I’ve been feeling better this week. It’s pleasant, when you wake up in the morning and think, “Wow! I don’t feel like utter crap!”
This week I decided in advance that I’d go out on Thursday, just because I wanted to pick a day and stick to it. And not wait until the last minute, like I did last week. So this morning, I put on my jogging clothes first thing, as a hint to myself, though I’m working from home and had a Skype meeting at 9am, so I couldn’t go out straight away.
But, with the morning’s work behind me, I finally grabbed my water bottle, got out the door and did a simple, slow 5K. Don’t pay too much attention to the awful time, not only does that include a lot of elevation but also ten minutes of warm up/cool down walking. So I’m not too unhappy.

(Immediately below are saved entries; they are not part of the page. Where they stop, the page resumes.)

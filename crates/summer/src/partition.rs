//! Deterministic partitioning of an index space across workers.

use std::ops::Range;

/// A half-open index range `[start, end)` assigned to one worker.
///
/// Partitions produced by [`partition`] are pairwise disjoint and cover
/// `[0, length)` exactly. An empty partition (`start >= end`) is legal and
/// sums to zero.
#[derive(Copy, Clone, Eq, PartialEq, Hash, Debug)]
pub struct Partition {
    /// First index owned by the worker.
    pub start: usize,
    /// One past the last index owned by the worker.
    pub end: usize,
}

impl Partition {
    /// Number of elements covered by this partition.
    #[inline]
    pub const fn len(&self) -> usize {
        self.end.saturating_sub(self.start)
    }

    /// Whether the partition covers no elements.
    #[inline]
    pub const fn is_empty(&self) -> bool {
        self.start >= self.end
    }

    /// The partition as a slice-index range.
    #[inline]
    pub const fn as_range(&self) -> Range<usize> {
        self.start..self.end
    }
}

/// Split `[0, length)` into `workers` contiguous partitions.
///
/// The base chunk size is `length / workers`; every worker starts at
/// `index * chunk`, and the final worker's end bound is pinned to `length`
/// so the integer-division remainder is absorbed by the last partition.
/// When `workers > length` the base chunk is zero and the final partition
/// is the only non-empty one.
///
/// `workers == 0` yields no partitions; callers validate the worker count
/// before dispatching anything.
pub fn partition(length: usize, workers: usize) -> Vec<Partition> {
    if workers == 0 {
        return Vec::new();
    }

    let chunk = length / workers;
    (0..workers)
        .map(|worker| {
            let start = worker * chunk;
            let end = if worker == workers - 1 {
                length
            } else {
                (worker + 1) * chunk
            };
            Partition { start, end }
        })
        .collect()
}
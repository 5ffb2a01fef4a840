//! Fan-out/fan-in parallel summation over contiguous array chunks.
//!
//! This crate sums an integer array by splitting its index space into
//! contiguous partitions, summing each partition on a fixed-size worker
//! pool, and aggregating the partial sums once a countdown barrier confirms
//! that every worker has published its result.
//!
//! # Architecture
//!
//! ```text
//! partition: [0, len) -> disjoint [start, end) ranges, one per worker
//!     ↓
//! dispatch: one task per partition on a fixed-size pool
//!     ↓
//! barrier: countdown latch, one completion signal per worker
//!     ↓
//! aggregate: partial sums combined in worker-index order
//! ```
//!
//! # Example
//!
//! ```
//! use std::sync::Arc;
//! use summer::ParallelSummer;
//!
//! let array: Arc<[i64]> = (0..100).collect::<Vec<i64>>().into();
//! let summer = ParallelSummer::new(10)?;
//! let report = summer.run(&array)?;
//!
//! assert_eq!(report.total, 4950);
//! assert_eq!(report.per_worker.len(), 10);
//! # Ok::<(), summer::SumError>(())
//! ```
//!
//! Runs can be abandoned from another thread through a
//! [`CancelToken`], or bounded with
//! [`ParallelSummer::with_max_wait`]; both surface as typed errors and
//! never expose partial results.

#![allow(clippy::missing_errors_doc, reason = "Errors are typed and documented on SumError")]

mod cancel;
mod error;
mod latch;
mod orchestrator;
mod partition;
mod pool;
mod report;

// Re-exports
pub use cancel::CancelToken;
pub use error::{SumError, SumResult};
pub use latch::{CountdownLatch, WaitOutcome};
pub use orchestrator::{ParallelSummer, RunReport};
pub use partition::{Partition, partition};
pub use pool::{Executor, WorkerPool};
pub use report::ReportSink;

And it got me out of the house, and into Clifton Village for some shopping and some lunch. Broke up the otherwise-insular home working nicely, anyway.
Next run? Maybe at the weekend. We’ll see.
After my “very achievable” resolution to get running once a week in January, I only just squeaked the first run into the first week. Yesterday — on the 7th January! — I finally got around to running.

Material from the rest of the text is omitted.